# For Grover's search: How can a quantum computer store the data, and how can it overall be faster than a classical computer

I think Grover's algorithm can be used to find which entry in a list of names contains a given name, say "Fred" in entry number 12345.

Each name can be seen as a binary number, so we might expect to load these numbers into the quantum computer, either retaining the list-sequence, or appending the entry number to the name-text.

Firstly, just loading this into the quantum computer requires the same classical processing as finding the name "Fred". So how can the total process be any faster than the classical. Could we use one loading to do many searches?

Secondly, where can we store this data.

(a) A qubit could store any amount of data in an amplitude, but I don't think there is any way to load data into amplitudes, or for quantum operators to see these amplitudes, or even to find an amplitude equal to a given value. And needing N qubits for a list of N entries is not helpful. So discount this solution.

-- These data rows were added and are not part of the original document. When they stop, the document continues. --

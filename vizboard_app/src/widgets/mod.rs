// vizboard_app/src/widgets/mod.rs

//! The dashboard's widgets. Each owns its state outright; the frame tree and
//! the view are lent to it for every update and render.

mod map;
mod markers;
mod poses;
mod robot;
mod waypoints;

pub use map::{MapSettings, MapWidget, MAP_THROTTLE_MS};
pub use markers::{MarkerArraySettings, MarkerArrayWidget};
pub use poses::{PoseArraySettings, PoseArrayWidget, POSE_ARRAY_THROTTLE_MS};
pub use robot::{RobotModelChange, RobotModelSettings, RobotModelWidget};
pub use waypoints::{PointEntry, WaypointsSettings, WaypointsWidget, DEFAULT_PATH_TOPIC};

use crate::binding::FeedBinding;
use crate::config::{WidgetConfig, WidgetKind};
use crate::error::DashboardError;
use crate::settings::SettingsStore;
use serde_json::Value;
use vizboard_core::frames::{FrameResolver, Projector};
use vizboard_core::messages::{FeedMessage, MessageType};
use vizboard_core::render::Canvas;

/// The contract every widget fulfils.
pub trait Widget {
    fn id(&self) -> &str;
    fn kind(&self) -> WidgetKind;

    /// The feed this widget renders from, if any.
    fn binding(&self) -> Option<&FeedBinding> {
        None
    }

    fn binding_mut(&mut self) -> Option<&mut FeedBinding> {
        None
    }

    /// Message type offered in this widget's topic choice list.
    fn feed_type(&self) -> Option<MessageType> {
        self.binding().map(FeedBinding::message_type)
    }

    /// The widget's topic (subscribed or published), possibly empty.
    fn topic(&self) -> &str {
        self.binding().map(FeedBinding::topic).unwrap_or("")
    }

    /// Folds an accepted message into the widget's state.
    fn apply(&mut self, _message: FeedMessage, _tf: &dyn FrameResolver) -> Result<(), DashboardError> {
        Ok(())
    }

    /// Forgets everything accumulated from the current feed.
    fn clear_state(&mut self) {}

    /// Redraws the widget from scratch.
    fn render(&self, canvas: &mut dyn Canvas, tf: &dyn FrameResolver, view: &dyn Projector);

    /// The full settings entry to persist for this widget.
    fn settings(&self) -> Result<Value, DashboardError>;

    fn as_waypoints(&self) -> Option<&WaypointsWidget> {
        None
    }

    fn as_waypoints_mut(&mut self) -> Option<&mut WaypointsWidget> {
        None
    }

    fn as_map_mut(&mut self) -> Option<&mut MapWidget> {
        None
    }

    fn as_pose_array(&self) -> Option<&PoseArrayWidget> {
        None
    }

    fn as_pose_array_mut(&mut self) -> Option<&mut PoseArrayWidget> {
        None
    }

    fn as_robot(&self) -> Option<&RobotModelWidget> {
        None
    }

    fn as_robot_mut(&mut self) -> Option<&mut RobotModelWidget> {
        None
    }
}

/// Builds a widget from its config, letting a persisted entry override the
/// configured values.
pub fn build_widget(cfg: &WidgetConfig, store: &SettingsStore) -> Result<Box<dyn Widget>, DashboardError> {
    Ok(match cfg.kind {
        WidgetKind::MarkerArray => Box::new(MarkerArrayWidget::new(cfg, store.get(&cfg.id)?)),
        WidgetKind::Map => Box::new(MapWidget::new(cfg, store.get(&cfg.id)?)),
        WidgetKind::PoseArray => Box::new(PoseArrayWidget::new(cfg, store.get(&cfg.id)?)),
        WidgetKind::RobotModel => Box::new(RobotModelWidget::new(cfg, store.get(&cfg.id)?)),
        WidgetKind::Waypoints => Box::new(WaypointsWidget::new(cfg, store.get(&cfg.id)?)),
    })
}

/// The topic a feed widget starts on: persisted, else configured, else none.
fn initial_topic(stored: Option<&str>, cfg: &WidgetConfig) -> String {
    stored
        .map(str::to_string)
        .or_else(|| cfg.topic.clone())
        .unwrap_or_default()
}

/// Rejects a message of the wrong variant for a widget bound to `topic`.
fn unexpected(topic: &str, expected: MessageType, message: &FeedMessage) -> DashboardError {
    DashboardError::TopicTypeMismatch {
        topic: topic.to_string(),
        expected: expected.to_string(),
        actual: message.message_type().to_string(),
    }
}
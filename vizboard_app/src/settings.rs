// vizboard_app/src/settings.rs

use crate::error::DashboardError;
use serde::de::DeserializeOwned;
use serde::Serialize;
use serde_json::Value;
use std::cell::RefCell;
use std::collections::BTreeMap;
use std::fs;
use std::path::PathBuf;
use std::rc::Rc;
use tracing::{debug, info};

pub type SettingsMap = BTreeMap<String, Value>;

/// Where the settings map lives between sessions.
pub trait SettingsBackend {
    fn load(&mut self) -> Result<SettingsMap, DashboardError>;
    fn save(&mut self, entries: &SettingsMap) -> Result<(), DashboardError>;
}

/// Pretty-printed JSON object on disk. A missing file reads as empty.
#[derive(Debug, Clone)]
pub struct JsonFileBackend {
    path: PathBuf,
}

impl JsonFileBackend {
    pub fn new(path: impl Into<PathBuf>) -> Self {
        Self { path: path.into() }
    }
}

impl SettingsBackend for JsonFileBackend {
    fn load(&mut self) -> Result<SettingsMap, DashboardError> {
        if !self.path.exists() {
            debug!(path = %self.path.display(), "No settings file yet");
            return Ok(SettingsMap::new());
        }
        let text = fs::read_to_string(&self.path).map_err(DashboardError::Settings)?;
        Ok(serde_json::from_str(&text)?)
    }

    fn save(&mut self, entries: &SettingsMap) -> Result<(), DashboardError> {
        let text = serde_json::to_string_pretty(entries)?;
        fs::write(&self.path, text).map_err(DashboardError::Settings)
    }
}

/// Keeps settings in memory. Clones share the same map, so a test can keep
/// a handle and inspect what was saved.
#[derive(Debug, Clone, Default)]
pub struct MemoryBackend {
    shared: Rc<RefCell<SettingsMap>>,
}

impl MemoryBackend {
    pub fn new() -> Self {
        Self::default()
    }

    pub fn snapshot(&self) -> SettingsMap {
        self.shared.borrow().clone()
    }
}

impl SettingsBackend for MemoryBackend {
    fn load(&mut self) -> Result<SettingsMap, DashboardError> {
        Ok(self.shared.borrow().clone())
    }

    fn save(&mut self, entries: &SettingsMap) -> Result<(), DashboardError> {
        *self.shared.borrow_mut() = entries.clone();
        Ok(())
    }
}

/// One entry per widget, keyed by widget id. Every write replaces the
/// widget's whole entry and flushes the map to the backend.
pub struct SettingsStore {
    entries: SettingsMap,
    backend: Box<dyn SettingsBackend>,
}

impl SettingsStore {
    pub fn open(mut backend: Box<dyn SettingsBackend>) -> Result<Self, DashboardError> {
        let entries = backend.load()?;
        info!(entries = entries.len(), "Settings loaded");
        Ok(Self { entries, backend })
    }

    pub fn in_memory() -> Self {
        Self {
            entries: SettingsMap::new(),
            backend: Box::new(MemoryBackend::new()),
        }
    }

    pub fn contains(&self, widget_id: &str) -> bool {
        self.entries.contains_key(widget_id)
    }

    /// The typed entry for `widget_id`, if one was saved.
    pub fn get<S: DeserializeOwned>(&self, widget_id: &str) -> Result<Option<S>, DashboardError> {
        self.entries
            .get(widget_id)
            .map(|v| {
                serde_json::from_value(v.clone()).map_err(|source| DashboardError::SettingsEntry {
                    widget: widget_id.to_string(),
                    source,
                })
            })
            .transpose()
    }

    pub fn put<S: Serialize>(&mut self, widget_id: &str, entry: &S) -> Result<(), DashboardError> {
        self.entries
            .insert(widget_id.to_string(), serde_json::to_value(entry)?);
        self.backend.save(&self.entries)?;
        debug!(widget = widget_id, "Settings saved");
        Ok(())
    }
}
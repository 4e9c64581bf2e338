// vizboard_app/src/lib.rs

// The dashboard runtime: feeds, widgets and the event loop that drives them.
pub mod binding;
pub mod cli;
pub mod config;
pub mod dashboard;
pub mod discovery;
pub mod error;
pub mod input;
pub mod map_service;
pub mod replay;
pub mod settings;
pub mod tf;
pub mod timers;
pub mod transport;
pub mod view;
pub mod widgets;

// This prelude is for convenience for the binary and the tests.
pub mod prelude;
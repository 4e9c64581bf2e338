// vizboard_app/src/prelude.rs

// Re-export the core prelude so the data model and collaborator traits come
// along with the runtime types.
pub use vizboard_core::prelude::*;

pub use crate::config::{DashboardConfig, WidgetConfig, WidgetKind};
pub use crate::dashboard::{Dashboard, DashboardEvent, UiRequest};
pub use crate::error::{DashboardError, UserNotice};
pub use crate::input::{IconAction, PointerEvent, PointerPhase};
pub use crate::settings::SettingsStore;
pub use crate::tf::TfTree;
pub use crate::transport::{FeedTransport, LoopbackTransport};
pub use crate::view::PanZoomView;
pub use crate::widgets::Widget;
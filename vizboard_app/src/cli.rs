// vizboard_app/src/cli.rs

use clap::Parser;
use std::path::PathBuf;

/// Vizboard: replays recorded feed and pointer events through the dashboard
/// widgets and dumps what each one would draw.
#[derive(Parser, Debug, Clone)]
#[command(author, version, about, long_about = None)]
pub struct Cli {
    /// The dashboard TOML file to build the widgets from.
    #[arg(short, long, default_value = "dashboard.toml")]
    pub config: PathBuf,

    /// Newline-delimited JSON events to replay.
    #[arg(short, long)]
    pub input: PathBuf,

    /// Where to write each widget's draw commands. Stdout when absent.
    #[arg(short, long)]
    pub output: Option<PathBuf>,

    /// Log filter, e.g. `debug` or `vizboard_app=trace`. Overrides RUST_LOG.
    #[arg(long)]
    pub log_level: Option<String>,
}

#[cfg(test)]
mod tests {
    use super::*;

    #[test]
    fn parses_replay_arguments() {
        let cli = Cli::parse_from(["vizboard", "--input", "events.jsonl", "--log-level", "debug"]);
        assert_eq!(cli.config, PathBuf::from("dashboard.toml"));
        assert_eq!(cli.input, PathBuf::from("events.jsonl"));
        assert!(cli.output.is_none());
        assert_eq!(cli.log_level.as_deref(), Some("debug"));
    }

    #[test]
    fn input_is_required() {
        assert!(Cli::try_parse_from(["vizboard"]).is_err());
    }
}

(b) Entanglement base states can be seen as binary numbers/patterns that could represent data. For the entanglement of a set of n qubits, the list of qubit base states defining each entanglement base state could be seen as an n-digit binary pattern, which could be seen as stored data. But the set of all the entanglement base states and their n-digit binary patterns will always be equivalent exactly to the binary numbers from 0 to 2^n, not values specific to our problem-list.

If 'n' were large enough, some entanglement base states would be equivalent to the encoding of 'Fred/1", 'Fred/2' etc. But the only entry valid to our problem is 'Fred/12345'. And there is no way to distinguish base states that correspond to our data from those that don't, or to sequence them to correspond to our list.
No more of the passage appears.